*** Begin section ***
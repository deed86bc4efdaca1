use planboard_core::{
    ColumnMove, LayerKey, NewProject, PlannerService, ProjectService, ServiceError,
    SqlitePlannerStore, TaskMove, TaskService, TaskUpdate,
};
use uuid::Uuid;

fn setup() -> SqlitePlannerStore {
    SqlitePlannerStore::open_in_memory().unwrap()
}

/// Creates one project on the default board and returns its id.
fn seed_project(store: &SqlitePlannerStore) -> Uuid {
    let planner = PlannerService::new(store).ensure_initialized().unwrap();
    let stage = &planner.stages[0];
    let key = LayerKey::new(stage.id, stage.layers[0].id);
    ProjectService::new(store)
        .create_project(NewProject {
            name: "Card".to_string(),
            description: String::new(),
            key,
            tags: Vec::new(),
            due_date: None,
        })
        .unwrap()
        .id
}

#[test]
fn fetch_board_lazily_creates_an_empty_board() {
    let store = setup();
    let project_id = seed_project(&store);
    let service = TaskService::new(&store);

    let snapshot = service.fetch_board(project_id).unwrap();
    assert_eq!(snapshot.board.project_id, project_id);
    assert!(snapshot.board.columns.is_empty());
    assert!(snapshot.tasks.is_empty());

    // A second fetch returns the same board instead of creating another.
    let again = service.fetch_board(project_id).unwrap();
    assert_eq!(again.board.id, snapshot.board.id);
}

#[test]
fn create_column_lazily_creates_the_board() {
    let store = setup();
    let project_id = seed_project(&store);
    let service = TaskService::new(&store);

    let first = service.create_column(project_id, "Backlog").unwrap();
    let second = service.create_column(project_id, "Doing").unwrap();
    assert_eq!(first.order, 0);
    assert_eq!(second.order, 1);

    let snapshot = service.fetch_board(project_id).unwrap();
    assert_eq!(snapshot.board.columns.len(), 2);
    assert_eq!(snapshot.board.columns[0].id, first.id);
    assert_eq!(snapshot.board.columns[1].id, second.id);
}

#[test]
fn create_column_rejects_blank_name() {
    let store = setup();
    let project_id = seed_project(&store);
    let service = TaskService::new(&store);

    let err = service.create_column(project_id, "  ").unwrap_err();
    assert!(matches!(err, ServiceError::EmptyField("column name")));
}

#[test]
fn create_task_requires_existing_board_and_column() {
    let store = setup();
    let project_id = seed_project(&store);
    let service = TaskService::new(&store);

    // No board yet: task creation does not lazily create one.
    let err = service
        .create_task(project_id, Uuid::new_v4(), "write outline")
        .unwrap_err();
    assert!(matches!(
        err,
        ServiceError::NotFound {
            entity: "task board",
            ..
        }
    ));

    let column = service.create_column(project_id, "Backlog").unwrap();
    let err = service
        .create_task(project_id, Uuid::new_v4(), "write outline")
        .unwrap_err();
    assert!(matches!(
        err,
        ServiceError::NotFound {
            entity: "task column",
            ..
        }
    ));

    let task = service
        .create_task(project_id, column.id, "write outline")
        .unwrap();
    assert_eq!(task.order, 0);
    assert!(!task.completed);

    let second = service
        .create_task(project_id, column.id, "record voiceover")
        .unwrap();
    assert_eq!(second.order, 1);
}

#[test]
fn move_task_to_front_within_column() {
    let store = setup();
    let project_id = seed_project(&store);
    let service = TaskService::new(&store);

    let backlog = service.create_column(project_id, "Backlog").unwrap();
    let t1 = service.create_task(project_id, backlog.id, "t1").unwrap();
    let t2 = service.create_task(project_id, backlog.id, "t2").unwrap();
    let t3 = service.create_task(project_id, backlog.id, "t3").unwrap();

    service
        .move_task(&TaskMove {
            task_id: t3.id,
            source_column: backlog.id,
            dest_column: backlog.id,
            source_index: 2,
            dest_index: 0,
        })
        .unwrap();

    let snapshot = service.fetch_board(project_id).unwrap();
    assert_eq!(
        snapshot.tasks.iter().map(|t| t.id).collect::<Vec<_>>(),
        vec![t3.id, t1.id, t2.id]
    );
    assert_eq!(
        snapshot.tasks.iter().map(|t| t.order).collect::<Vec<_>>(),
        vec![0, 1, 2]
    );
}

#[test]
fn move_task_across_columns_rekeys_and_renumbers() {
    let store = setup();
    let project_id = seed_project(&store);
    let service = TaskService::new(&store);

    let backlog = service.create_column(project_id, "Backlog").unwrap();
    let doing = service.create_column(project_id, "Doing").unwrap();
    let t1 = service.create_task(project_id, backlog.id, "t1").unwrap();
    let t2 = service.create_task(project_id, backlog.id, "t2").unwrap();
    let t3 = service.create_task(project_id, doing.id, "t3").unwrap();

    service
        .move_task(&TaskMove {
            task_id: t1.id,
            source_column: backlog.id,
            dest_column: doing.id,
            source_index: 0,
            dest_index: 1,
        })
        .unwrap();

    let snapshot = service.fetch_board(project_id).unwrap();
    let backlog_tasks: Vec<_> = snapshot
        .tasks
        .iter()
        .filter(|t| t.column_id == backlog.id)
        .collect();
    let doing_tasks: Vec<_> = snapshot
        .tasks
        .iter()
        .filter(|t| t.column_id == doing.id)
        .collect();

    assert_eq!(backlog_tasks.iter().map(|t| t.id).collect::<Vec<_>>(), [t2.id]);
    assert_eq!(backlog_tasks[0].order, 0);
    assert_eq!(
        doing_tasks.iter().map(|t| t.id).collect::<Vec<_>>(),
        [t3.id, t1.id]
    );
    assert_eq!(
        doing_tasks.iter().map(|t| t.order).collect::<Vec<_>>(),
        [0, 1]
    );
}

#[test]
fn stale_task_drag_payload_is_rejected() {
    let store = setup();
    let project_id = seed_project(&store);
    let service = TaskService::new(&store);

    let backlog = service.create_column(project_id, "Backlog").unwrap();
    let t1 = service.create_task(project_id, backlog.id, "t1").unwrap();
    service.create_task(project_id, backlog.id, "t2").unwrap();

    let err = service
        .move_task(&TaskMove {
            task_id: t1.id,
            source_column: backlog.id,
            dest_column: backlog.id,
            source_index: 1,
            dest_index: 0,
        })
        .unwrap_err();
    assert!(matches!(err, ServiceError::NotFound { entity: "task", id } if id == t1.id));
}

#[test]
fn move_column_reorders_within_board() {
    let store = setup();
    let project_id = seed_project(&store);
    let service = TaskService::new(&store);

    let c1 = service.create_column(project_id, "One").unwrap();
    let c2 = service.create_column(project_id, "Two").unwrap();
    let c3 = service.create_column(project_id, "Three").unwrap();

    let reordered = service
        .move_column(&ColumnMove {
            project_id,
            column_id: c3.id,
            source_index: 2,
            dest_index: 0,
        })
        .unwrap();
    assert_eq!(
        reordered.iter().map(|c| c.id).collect::<Vec<_>>(),
        vec![c3.id, c1.id, c2.id]
    );
    assert_eq!(
        reordered.iter().map(|c| c.order).collect::<Vec<_>>(),
        vec![0, 1, 2]
    );

    let snapshot = service.fetch_board(project_id).unwrap();
    assert_eq!(
        snapshot.board.columns.iter().map(|c| c.id).collect::<Vec<_>>(),
        vec![c3.id, c1.id, c2.id]
    );
}

#[test]
fn update_task_toggles_completion_and_validates_text() {
    let store = setup();
    let project_id = seed_project(&store);
    let service = TaskService::new(&store);

    let backlog = service.create_column(project_id, "Backlog").unwrap();
    let task = service.create_task(project_id, backlog.id, "draft").unwrap();

    let updated = service
        .update_task(
            task.id,
            &TaskUpdate {
                text: Some("final draft".to_string()),
                completed: Some(true),
            },
        )
        .unwrap();
    assert_eq!(updated.text, "final draft");
    assert!(updated.completed);

    let err = service
        .update_task(
            task.id,
            &TaskUpdate {
                text: Some(" ".to_string()),
                completed: None,
            },
        )
        .unwrap_err();
    assert!(matches!(err, ServiceError::EmptyField("task text")));
}

#[test]
fn delete_column_cascades_tasks_and_keeps_survivor_orders() {
    let store = setup();
    let project_id = seed_project(&store);
    let service = TaskService::new(&store);

    let c1 = service.create_column(project_id, "One").unwrap();
    let c2 = service.create_column(project_id, "Two").unwrap();
    let c3 = service.create_column(project_id, "Three").unwrap();
    service.create_task(project_id, c2.id, "doomed").unwrap();
    let kept = service.create_task(project_id, c3.id, "kept").unwrap();

    service.delete_column(project_id, c2.id).unwrap();

    let snapshot = service.fetch_board(project_id).unwrap();
    assert_eq!(
        snapshot.board.columns.iter().map(|c| c.id).collect::<Vec<_>>(),
        vec![c1.id, c3.id]
    );
    // Survivor columns keep their order values; the gap stays.
    assert_eq!(
        snapshot
            .board
            .columns
            .iter()
            .map(|c| c.order)
            .collect::<Vec<_>>(),
        vec![0, 2]
    );
    assert_eq!(snapshot.tasks.len(), 1);
    assert_eq!(snapshot.tasks[0].id, kept.id);
}

#[test]
fn delete_task_reports_missing_id() {
    let store = setup();
    seed_project(&store);
    let service = TaskService::new(&store);

    let err = service.delete_task(Uuid::new_v4()).unwrap_err();
    assert!(matches!(err, ServiceError::NotFound { entity: "task", .. }));
}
*** End section ***
▶ Assignment: Reply with nothing but the number of lines in the listing that include the string "second".

▶ Task solution: 6